Chapter 5: Healing.

   Slayd didn’t remember dreaming, but when he awoke, images of dark moving things retreated reluctantly from his mind. That uneasy, frightening feeling that you get when you’ve just had a nightmare came creeping in around him. He had the urge to yawn and stretch, but he didn’t dare move until his vision adjusted to the darkness. It only took a moment, but it seemed like forever to Slayd, and he barely breathed as the moments ticked by.
 
   His hands felt soft blankets and pillows around him, and the memory of the farmhouse came swiftly back to his mind. As his vision began to focus a little, he saw a familiar boxy shadow in the corner that could only be his bureau, and what little of the dim light there was in the room was filtering through what could only be heavy curtains on the window. He breathed a small sigh of relief.
 
   “So it was all a dream then…”
 
   A figure stirred next to him, and it made him jump at first, but then he smiled. “Oh Casey, you would never believe the horrible dream I was having –”
 
   “Who is Casey?”
 
   A candlelight flickered into existence, and the dresser in the corner vanished, replaced by the table with complicated – and now bloody - instruments sitting on it, and the curtains turned into the tapestries hung along the temple walls. Guile sat next to him where Casey should have been, and Slayd’s heart felt like it had turned to lead and sank to his stomach. He wanted to cry, but he didn’t want to find out what Guile would say if he saw him crying, so instead he looked away and swallowed hard. He wished vainly that this was the dream, but he had the sour and sinking feeling that it truly was all very, very real.
 
   “Who is Casey?” Guile repeated, so quietly Slayd almost thought he was talking to himself.
 
   “… I don’t know.” And Slayd had to admit to himself that it was true.
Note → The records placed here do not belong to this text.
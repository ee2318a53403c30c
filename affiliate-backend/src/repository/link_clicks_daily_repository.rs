// affiliate-backend/src/repository/link_clicks_daily_repository.rs

use crate::db::DbPool;
use crate::domain::link_clicks_daily_model::{ActiveModel, Column, Entity, Model};
use crate::error::AppResult;
use chrono::NaiveDate;
use sea_orm::sea_query::{Expr, OnConflict};
use sea_orm::*;

#[derive(Clone)]
pub struct LinkClicksDailyRepository {
    db: DbPool,
}

impl LinkClicksDailyRepository {
    pub fn new(db: DbPool) -> Self {
        Self { db }
    }

    /// 当日行への insert-or-increment
    ///
    /// (link_id, date) の一意制約への衝突を「既に行がある」分岐として
    /// 扱い、別個の read-then-write は行わない。同時リクエストでも
    /// カウントを取りこぼさない
    pub async fn record_click<C: ConnectionTrait>(
        &self,
        conn: &C,
        link_id: i32,
        date: NaiveDate,
    ) -> AppResult<()> {
        let row = ActiveModel {
            link_id: Set(link_id),
            date: Set(date),
            clicks: Set(1),
            // 重複排除は未実装。clicksをミラーする
            unique_clicks: Set(1),
            ..Default::default()
        };

        Entity::insert(row)
            .on_conflict(
                OnConflict::columns([Column::LinkId, Column::Date])
                    .value(Column::Clicks, Expr::col(Column::Clicks).add(1))
                    .value(Column::UniqueClicks, Expr::col(Column::UniqueClicks).add(1))
                    .to_owned(),
            )
            .exec_without_returning(conn)
            .await?;

        Ok(())
    }

    pub async fn find_by_link_and_date(
        &self,
        link_id: i32,
        date: NaiveDate,
    ) -> AppResult<Option<Model>> {
        Ok(Entity::find()
            .filter(Column::LinkId.eq(link_id))
            .filter(Column::Date.eq(date))
            .one(&self.db)
            .await?)
    }
}

#[cfg(test)]
mod tests {
    use super::*;
    use sea_orm::{DatabaseBackend, MockDatabase, MockExecResult};

    #[tokio::test]
    async fn test_record_click_issues_single_upsert() {
        let db = MockDatabase::new(DatabaseBackend::Postgres)
            .append_exec_results([MockExecResult {
                last_insert_id: 1,
                rows_affected: 1,
            }])
            .into_connection();

        let repo = LinkClicksDailyRepository::new(db.clone());
        let date = chrono::NaiveDate::from_ymd_opt(2025, 12, 31).unwrap();
        repo.record_click(&db, 10, date).await.unwrap();

        let statements = format!("{:?}", db.into_transaction_log());
        assert!(statements.contains("ON CONFLICT"));
        assert!(statements.contains("link_clicks_daily"));
    }

    #[tokio::test]
    async fn test_find_by_link_and_date() {
        let row = Model {
            id: 1,
            link_id: 10,
            date: chrono::NaiveDate::from_ymd_opt(2025, 12, 31).unwrap(),
            clicks: 3,
            unique_clicks: 3,
        };
        let db = MockDatabase::new(DatabaseBackend::Postgres)
            .append_query_results([vec![row]])
            .into_connection();

        let repo = LinkClicksDailyRepository::new(db);
        let found = repo
            .find_by_link_and_date(10, chrono::NaiveDate::from_ymd_opt(2025, 12, 31).unwrap())
            .await
            .unwrap()
            .unwrap();

        assert_eq!(found.clicks, 3);
        assert_eq!(found.unique_clicks, 3);
    }
}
He was achy and sore all over, and he felt like his heart was about to break.
 
   His heart! –
 
   Slayd carefully felt around his chest, still not able to see well in the dim light of the solitary candle. But what he felt was definitely not his skin.
 
   Guile leaned over his shoulder, making Slayd flinch. “Urirh ihrsanah” he whispered, and soft points of light winked into existence like fireflies all over the ceiling, bathing the room in a gentle glow.
 
   Slayd looked anxiously down at his chest and saw a metal grating that formed a cage of sorts, covering the cavity in his chest that Guile had torn open. Inside the cage was his heart - still beating, but without all of the blood and leeches gushing out of it. Instead, it was wrapped in a silvery sheen, which he realized was a spider’s web. A tiny spider sat off to the side, wrapping up a little fly in her silk.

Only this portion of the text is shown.